# TASK REQUIREMENTS:
Sort through the entries below and pull out lines containing the word "invalid".

Collected data entries
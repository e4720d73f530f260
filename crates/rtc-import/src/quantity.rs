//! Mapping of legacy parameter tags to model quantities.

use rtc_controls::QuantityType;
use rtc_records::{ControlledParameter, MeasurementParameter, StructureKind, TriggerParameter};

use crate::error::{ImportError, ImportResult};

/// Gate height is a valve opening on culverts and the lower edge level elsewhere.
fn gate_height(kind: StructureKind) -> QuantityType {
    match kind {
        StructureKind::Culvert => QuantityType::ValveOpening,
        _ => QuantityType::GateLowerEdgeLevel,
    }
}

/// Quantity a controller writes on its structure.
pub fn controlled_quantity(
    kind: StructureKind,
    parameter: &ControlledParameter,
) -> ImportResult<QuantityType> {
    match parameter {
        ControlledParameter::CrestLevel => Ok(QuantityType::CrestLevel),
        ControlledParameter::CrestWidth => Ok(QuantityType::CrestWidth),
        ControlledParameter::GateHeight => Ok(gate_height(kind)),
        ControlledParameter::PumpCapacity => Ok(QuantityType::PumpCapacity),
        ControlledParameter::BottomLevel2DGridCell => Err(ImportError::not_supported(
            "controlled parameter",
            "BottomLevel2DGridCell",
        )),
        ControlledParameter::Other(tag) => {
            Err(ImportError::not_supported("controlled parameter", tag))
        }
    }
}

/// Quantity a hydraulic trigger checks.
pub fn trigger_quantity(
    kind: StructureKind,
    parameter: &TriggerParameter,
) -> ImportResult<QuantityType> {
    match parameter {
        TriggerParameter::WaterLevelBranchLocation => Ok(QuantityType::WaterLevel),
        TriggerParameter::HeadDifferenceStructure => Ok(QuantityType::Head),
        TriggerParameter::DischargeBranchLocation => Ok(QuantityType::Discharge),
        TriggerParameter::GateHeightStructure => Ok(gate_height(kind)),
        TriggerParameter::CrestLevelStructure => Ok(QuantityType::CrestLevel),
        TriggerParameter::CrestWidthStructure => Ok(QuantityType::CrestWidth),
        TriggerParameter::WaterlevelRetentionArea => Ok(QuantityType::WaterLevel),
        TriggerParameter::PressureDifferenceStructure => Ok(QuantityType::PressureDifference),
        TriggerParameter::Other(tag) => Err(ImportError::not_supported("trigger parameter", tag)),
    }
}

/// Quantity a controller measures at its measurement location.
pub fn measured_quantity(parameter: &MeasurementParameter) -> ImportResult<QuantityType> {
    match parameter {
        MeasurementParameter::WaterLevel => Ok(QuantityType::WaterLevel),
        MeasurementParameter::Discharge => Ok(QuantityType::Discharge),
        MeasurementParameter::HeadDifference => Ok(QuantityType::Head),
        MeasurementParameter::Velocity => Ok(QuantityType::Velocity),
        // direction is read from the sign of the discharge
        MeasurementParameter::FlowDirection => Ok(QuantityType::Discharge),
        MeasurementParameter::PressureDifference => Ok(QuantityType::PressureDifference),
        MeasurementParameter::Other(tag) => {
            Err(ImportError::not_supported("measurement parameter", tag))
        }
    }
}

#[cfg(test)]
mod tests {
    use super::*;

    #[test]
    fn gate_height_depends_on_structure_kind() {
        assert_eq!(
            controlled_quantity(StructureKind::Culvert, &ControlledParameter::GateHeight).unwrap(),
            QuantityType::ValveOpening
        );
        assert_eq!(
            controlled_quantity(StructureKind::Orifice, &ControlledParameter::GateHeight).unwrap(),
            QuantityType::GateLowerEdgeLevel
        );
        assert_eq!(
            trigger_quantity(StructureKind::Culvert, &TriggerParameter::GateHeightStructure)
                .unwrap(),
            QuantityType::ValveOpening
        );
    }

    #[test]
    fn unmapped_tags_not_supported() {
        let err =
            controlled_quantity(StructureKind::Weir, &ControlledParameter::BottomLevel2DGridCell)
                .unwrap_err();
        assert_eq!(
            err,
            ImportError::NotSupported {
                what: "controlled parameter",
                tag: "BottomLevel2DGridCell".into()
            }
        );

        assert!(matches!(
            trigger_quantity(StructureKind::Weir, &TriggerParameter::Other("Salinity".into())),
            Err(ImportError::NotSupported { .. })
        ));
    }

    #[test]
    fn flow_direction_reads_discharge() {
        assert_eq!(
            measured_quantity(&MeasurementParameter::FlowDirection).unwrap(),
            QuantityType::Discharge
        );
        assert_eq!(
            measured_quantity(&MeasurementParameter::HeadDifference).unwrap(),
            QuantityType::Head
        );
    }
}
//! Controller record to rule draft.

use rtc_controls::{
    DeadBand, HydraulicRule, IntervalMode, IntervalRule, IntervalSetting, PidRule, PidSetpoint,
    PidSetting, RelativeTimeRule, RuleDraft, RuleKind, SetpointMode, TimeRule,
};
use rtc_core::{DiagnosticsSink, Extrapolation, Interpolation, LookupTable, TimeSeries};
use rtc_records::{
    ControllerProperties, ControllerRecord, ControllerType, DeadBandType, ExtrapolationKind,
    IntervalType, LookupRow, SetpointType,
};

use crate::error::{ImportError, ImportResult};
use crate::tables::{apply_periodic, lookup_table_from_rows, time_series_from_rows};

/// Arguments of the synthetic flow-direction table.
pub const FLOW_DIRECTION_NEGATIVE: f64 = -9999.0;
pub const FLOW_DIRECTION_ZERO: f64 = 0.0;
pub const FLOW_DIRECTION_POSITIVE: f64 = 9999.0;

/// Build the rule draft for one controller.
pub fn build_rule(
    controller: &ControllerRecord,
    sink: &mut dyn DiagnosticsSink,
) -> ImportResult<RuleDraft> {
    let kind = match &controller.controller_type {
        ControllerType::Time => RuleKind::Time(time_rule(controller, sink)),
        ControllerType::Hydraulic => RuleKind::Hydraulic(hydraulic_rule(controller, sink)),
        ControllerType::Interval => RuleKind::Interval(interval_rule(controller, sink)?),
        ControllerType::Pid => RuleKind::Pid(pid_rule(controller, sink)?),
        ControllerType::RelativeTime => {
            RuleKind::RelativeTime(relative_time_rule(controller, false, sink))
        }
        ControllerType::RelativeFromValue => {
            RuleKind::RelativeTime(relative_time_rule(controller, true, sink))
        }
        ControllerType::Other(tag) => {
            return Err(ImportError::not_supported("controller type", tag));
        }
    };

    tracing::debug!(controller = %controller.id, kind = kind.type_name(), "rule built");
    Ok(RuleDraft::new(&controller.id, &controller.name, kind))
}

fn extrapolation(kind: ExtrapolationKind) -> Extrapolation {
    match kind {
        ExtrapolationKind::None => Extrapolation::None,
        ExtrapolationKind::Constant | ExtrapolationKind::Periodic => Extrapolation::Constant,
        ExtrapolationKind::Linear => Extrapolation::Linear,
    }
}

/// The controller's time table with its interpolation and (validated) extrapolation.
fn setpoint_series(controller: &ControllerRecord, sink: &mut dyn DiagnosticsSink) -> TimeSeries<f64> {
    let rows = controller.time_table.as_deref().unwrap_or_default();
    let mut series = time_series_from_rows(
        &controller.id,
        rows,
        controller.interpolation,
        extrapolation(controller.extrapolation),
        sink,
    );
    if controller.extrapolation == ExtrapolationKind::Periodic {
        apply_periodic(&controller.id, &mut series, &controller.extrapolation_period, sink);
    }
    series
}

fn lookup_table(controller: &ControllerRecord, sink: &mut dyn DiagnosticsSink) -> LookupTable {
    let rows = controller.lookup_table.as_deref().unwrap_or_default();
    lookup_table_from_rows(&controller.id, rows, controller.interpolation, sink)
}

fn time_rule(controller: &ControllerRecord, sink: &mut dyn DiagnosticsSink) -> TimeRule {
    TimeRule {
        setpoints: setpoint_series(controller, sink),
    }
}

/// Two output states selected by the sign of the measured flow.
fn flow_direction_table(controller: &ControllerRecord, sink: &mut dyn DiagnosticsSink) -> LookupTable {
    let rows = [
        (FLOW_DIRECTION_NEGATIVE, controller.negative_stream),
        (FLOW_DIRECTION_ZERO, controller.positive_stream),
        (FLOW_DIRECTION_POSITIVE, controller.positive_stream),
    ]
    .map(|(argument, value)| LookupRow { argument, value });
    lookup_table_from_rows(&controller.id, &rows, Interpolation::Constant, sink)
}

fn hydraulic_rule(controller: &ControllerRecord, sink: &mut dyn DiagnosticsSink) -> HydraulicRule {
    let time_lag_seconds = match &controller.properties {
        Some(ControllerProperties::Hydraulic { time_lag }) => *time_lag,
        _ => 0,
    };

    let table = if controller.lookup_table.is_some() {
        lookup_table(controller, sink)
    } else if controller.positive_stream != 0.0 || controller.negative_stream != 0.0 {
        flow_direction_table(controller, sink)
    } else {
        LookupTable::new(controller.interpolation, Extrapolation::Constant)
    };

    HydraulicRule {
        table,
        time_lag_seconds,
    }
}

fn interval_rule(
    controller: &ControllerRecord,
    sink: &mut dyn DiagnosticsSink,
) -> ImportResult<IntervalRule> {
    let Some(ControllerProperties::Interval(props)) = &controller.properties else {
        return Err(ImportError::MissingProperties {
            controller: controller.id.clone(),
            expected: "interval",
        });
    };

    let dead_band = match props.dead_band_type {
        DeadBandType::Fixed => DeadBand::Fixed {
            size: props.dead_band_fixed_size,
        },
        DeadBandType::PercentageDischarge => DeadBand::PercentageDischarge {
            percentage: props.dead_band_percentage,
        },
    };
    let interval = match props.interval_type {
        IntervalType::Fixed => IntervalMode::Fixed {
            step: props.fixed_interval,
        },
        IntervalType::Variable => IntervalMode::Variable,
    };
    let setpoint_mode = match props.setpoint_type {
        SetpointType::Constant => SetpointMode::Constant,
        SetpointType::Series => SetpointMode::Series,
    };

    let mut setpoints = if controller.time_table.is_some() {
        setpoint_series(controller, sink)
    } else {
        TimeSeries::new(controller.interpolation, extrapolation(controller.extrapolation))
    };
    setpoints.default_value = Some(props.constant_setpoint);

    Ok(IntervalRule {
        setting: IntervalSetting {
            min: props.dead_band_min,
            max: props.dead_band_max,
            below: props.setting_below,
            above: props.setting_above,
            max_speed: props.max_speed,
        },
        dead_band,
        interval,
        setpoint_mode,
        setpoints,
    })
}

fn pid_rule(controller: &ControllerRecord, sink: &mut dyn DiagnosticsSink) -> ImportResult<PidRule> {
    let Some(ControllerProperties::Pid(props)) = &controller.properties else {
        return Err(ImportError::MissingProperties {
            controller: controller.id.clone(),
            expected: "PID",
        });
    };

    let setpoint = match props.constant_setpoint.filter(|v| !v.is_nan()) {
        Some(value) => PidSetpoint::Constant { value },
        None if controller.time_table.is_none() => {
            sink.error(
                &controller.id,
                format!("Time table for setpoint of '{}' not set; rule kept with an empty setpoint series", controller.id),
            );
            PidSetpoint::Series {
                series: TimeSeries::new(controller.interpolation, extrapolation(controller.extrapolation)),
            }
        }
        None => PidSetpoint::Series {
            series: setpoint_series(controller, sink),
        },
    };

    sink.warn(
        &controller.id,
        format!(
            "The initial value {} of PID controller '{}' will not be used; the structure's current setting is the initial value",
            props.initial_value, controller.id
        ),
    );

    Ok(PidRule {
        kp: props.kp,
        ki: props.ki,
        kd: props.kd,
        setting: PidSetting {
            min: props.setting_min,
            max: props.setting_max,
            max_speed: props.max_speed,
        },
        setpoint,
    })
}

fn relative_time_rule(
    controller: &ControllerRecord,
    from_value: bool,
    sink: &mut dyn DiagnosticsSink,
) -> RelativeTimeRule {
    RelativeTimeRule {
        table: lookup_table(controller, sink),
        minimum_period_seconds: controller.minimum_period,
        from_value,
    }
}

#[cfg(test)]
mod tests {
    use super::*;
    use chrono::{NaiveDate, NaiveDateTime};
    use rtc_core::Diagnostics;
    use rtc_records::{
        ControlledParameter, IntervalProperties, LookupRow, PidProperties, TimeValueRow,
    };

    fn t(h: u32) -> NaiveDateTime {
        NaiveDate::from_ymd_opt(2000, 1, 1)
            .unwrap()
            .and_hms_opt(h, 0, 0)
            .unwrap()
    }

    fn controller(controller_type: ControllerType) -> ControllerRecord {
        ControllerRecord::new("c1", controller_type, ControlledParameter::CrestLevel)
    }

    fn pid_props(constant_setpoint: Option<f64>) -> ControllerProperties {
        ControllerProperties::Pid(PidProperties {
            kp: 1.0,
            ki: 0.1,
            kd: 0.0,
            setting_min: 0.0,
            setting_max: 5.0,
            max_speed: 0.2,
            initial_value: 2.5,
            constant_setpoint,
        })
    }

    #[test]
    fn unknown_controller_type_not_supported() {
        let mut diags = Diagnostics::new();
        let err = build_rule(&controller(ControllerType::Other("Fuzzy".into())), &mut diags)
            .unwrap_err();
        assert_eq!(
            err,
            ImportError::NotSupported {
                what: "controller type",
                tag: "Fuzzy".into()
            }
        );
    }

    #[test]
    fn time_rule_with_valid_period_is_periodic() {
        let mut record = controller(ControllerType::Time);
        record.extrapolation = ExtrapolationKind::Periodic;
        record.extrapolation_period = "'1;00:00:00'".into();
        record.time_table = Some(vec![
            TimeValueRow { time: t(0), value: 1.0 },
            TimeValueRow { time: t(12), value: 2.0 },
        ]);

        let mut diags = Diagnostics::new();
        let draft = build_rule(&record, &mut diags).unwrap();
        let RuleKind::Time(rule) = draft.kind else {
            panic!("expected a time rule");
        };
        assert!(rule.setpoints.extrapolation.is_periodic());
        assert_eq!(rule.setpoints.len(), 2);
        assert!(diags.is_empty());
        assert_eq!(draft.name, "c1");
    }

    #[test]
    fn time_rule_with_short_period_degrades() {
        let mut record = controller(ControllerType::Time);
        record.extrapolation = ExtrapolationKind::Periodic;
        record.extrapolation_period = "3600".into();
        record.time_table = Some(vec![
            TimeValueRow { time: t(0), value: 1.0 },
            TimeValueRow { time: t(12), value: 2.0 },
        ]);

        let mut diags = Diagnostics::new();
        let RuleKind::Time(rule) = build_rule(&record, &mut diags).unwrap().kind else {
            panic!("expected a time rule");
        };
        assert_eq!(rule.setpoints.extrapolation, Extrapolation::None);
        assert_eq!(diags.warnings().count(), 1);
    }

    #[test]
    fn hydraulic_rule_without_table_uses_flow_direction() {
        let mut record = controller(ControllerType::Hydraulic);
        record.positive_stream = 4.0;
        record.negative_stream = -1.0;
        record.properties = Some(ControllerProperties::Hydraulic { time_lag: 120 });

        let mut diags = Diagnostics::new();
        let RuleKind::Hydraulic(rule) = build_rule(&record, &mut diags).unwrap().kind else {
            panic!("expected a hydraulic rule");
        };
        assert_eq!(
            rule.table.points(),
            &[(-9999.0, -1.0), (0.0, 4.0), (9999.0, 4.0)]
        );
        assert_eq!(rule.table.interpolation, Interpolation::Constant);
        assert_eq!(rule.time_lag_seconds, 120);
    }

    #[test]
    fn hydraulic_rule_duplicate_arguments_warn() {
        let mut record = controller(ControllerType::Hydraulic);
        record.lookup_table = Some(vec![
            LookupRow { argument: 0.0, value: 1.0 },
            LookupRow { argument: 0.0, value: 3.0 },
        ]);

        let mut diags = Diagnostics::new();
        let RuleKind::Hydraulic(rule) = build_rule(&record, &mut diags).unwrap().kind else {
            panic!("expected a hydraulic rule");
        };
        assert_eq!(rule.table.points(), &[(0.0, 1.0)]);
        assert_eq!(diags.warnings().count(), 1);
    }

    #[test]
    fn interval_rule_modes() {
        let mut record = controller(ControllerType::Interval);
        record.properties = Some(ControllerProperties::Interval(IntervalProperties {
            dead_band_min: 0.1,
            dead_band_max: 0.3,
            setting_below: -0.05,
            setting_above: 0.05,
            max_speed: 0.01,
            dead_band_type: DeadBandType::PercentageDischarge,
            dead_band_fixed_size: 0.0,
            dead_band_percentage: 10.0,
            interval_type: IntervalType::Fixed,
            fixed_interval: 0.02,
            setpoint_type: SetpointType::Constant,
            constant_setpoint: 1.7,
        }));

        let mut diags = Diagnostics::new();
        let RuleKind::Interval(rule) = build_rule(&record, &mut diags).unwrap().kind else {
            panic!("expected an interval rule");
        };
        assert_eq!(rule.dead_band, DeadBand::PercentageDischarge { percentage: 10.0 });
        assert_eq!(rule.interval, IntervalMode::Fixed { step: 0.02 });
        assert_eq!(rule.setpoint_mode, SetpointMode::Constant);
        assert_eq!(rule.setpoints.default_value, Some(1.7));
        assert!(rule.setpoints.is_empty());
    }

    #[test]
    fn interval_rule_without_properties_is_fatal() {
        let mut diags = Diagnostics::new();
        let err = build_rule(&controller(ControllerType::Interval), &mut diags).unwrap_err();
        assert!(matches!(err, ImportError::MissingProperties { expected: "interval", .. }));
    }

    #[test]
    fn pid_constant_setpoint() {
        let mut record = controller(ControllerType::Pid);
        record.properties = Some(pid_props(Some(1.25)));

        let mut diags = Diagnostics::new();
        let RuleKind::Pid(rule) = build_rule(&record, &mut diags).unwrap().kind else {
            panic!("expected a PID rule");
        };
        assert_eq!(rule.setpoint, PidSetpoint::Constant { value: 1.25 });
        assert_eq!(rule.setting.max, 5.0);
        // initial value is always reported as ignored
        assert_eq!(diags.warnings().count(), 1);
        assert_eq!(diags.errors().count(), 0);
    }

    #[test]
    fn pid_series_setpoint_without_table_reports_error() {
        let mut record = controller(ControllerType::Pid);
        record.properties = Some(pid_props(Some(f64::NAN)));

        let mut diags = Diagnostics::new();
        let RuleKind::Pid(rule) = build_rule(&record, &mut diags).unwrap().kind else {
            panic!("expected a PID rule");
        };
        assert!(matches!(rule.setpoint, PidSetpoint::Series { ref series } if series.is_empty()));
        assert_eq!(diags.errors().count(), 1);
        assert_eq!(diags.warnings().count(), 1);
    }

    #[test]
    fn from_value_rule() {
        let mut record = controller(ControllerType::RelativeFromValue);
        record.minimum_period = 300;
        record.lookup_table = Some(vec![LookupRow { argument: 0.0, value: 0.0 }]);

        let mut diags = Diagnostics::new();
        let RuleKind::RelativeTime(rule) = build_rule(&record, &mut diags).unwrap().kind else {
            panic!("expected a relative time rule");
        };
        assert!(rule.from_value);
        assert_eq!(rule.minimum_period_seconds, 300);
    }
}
--
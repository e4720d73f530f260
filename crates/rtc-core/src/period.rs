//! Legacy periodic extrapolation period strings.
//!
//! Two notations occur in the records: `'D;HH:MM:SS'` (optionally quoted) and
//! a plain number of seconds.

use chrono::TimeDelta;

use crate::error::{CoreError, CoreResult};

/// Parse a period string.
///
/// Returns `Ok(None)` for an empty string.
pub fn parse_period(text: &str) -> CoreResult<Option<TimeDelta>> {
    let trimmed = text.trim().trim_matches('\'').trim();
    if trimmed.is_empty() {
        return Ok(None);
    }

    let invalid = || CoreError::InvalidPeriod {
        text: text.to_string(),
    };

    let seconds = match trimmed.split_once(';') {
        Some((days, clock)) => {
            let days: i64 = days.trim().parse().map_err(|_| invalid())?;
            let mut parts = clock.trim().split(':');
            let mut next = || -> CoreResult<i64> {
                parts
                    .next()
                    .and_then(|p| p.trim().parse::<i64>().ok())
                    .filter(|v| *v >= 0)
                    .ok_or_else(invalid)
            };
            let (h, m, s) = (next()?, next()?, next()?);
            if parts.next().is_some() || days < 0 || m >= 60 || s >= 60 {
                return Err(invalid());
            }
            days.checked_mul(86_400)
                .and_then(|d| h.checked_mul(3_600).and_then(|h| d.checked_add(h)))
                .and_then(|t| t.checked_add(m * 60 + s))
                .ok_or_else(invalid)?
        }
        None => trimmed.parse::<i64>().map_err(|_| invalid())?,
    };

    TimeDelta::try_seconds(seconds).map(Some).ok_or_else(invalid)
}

# RESPONSE BELOW:
    let invalid = || CoreError::InvalidPeriod {
            let days: i64 = days.trim().parse().map_err(|_| invalid())?;
                    .ok_or_else(invalid)
                return Err(invalid());
                .ok_or_else(invalid)?
        None => trimmed.parse::<i64>().map_err(|_| invalid())?,
    TimeDelta::try_seconds(seconds).map(Some).ok_or_else(invalid)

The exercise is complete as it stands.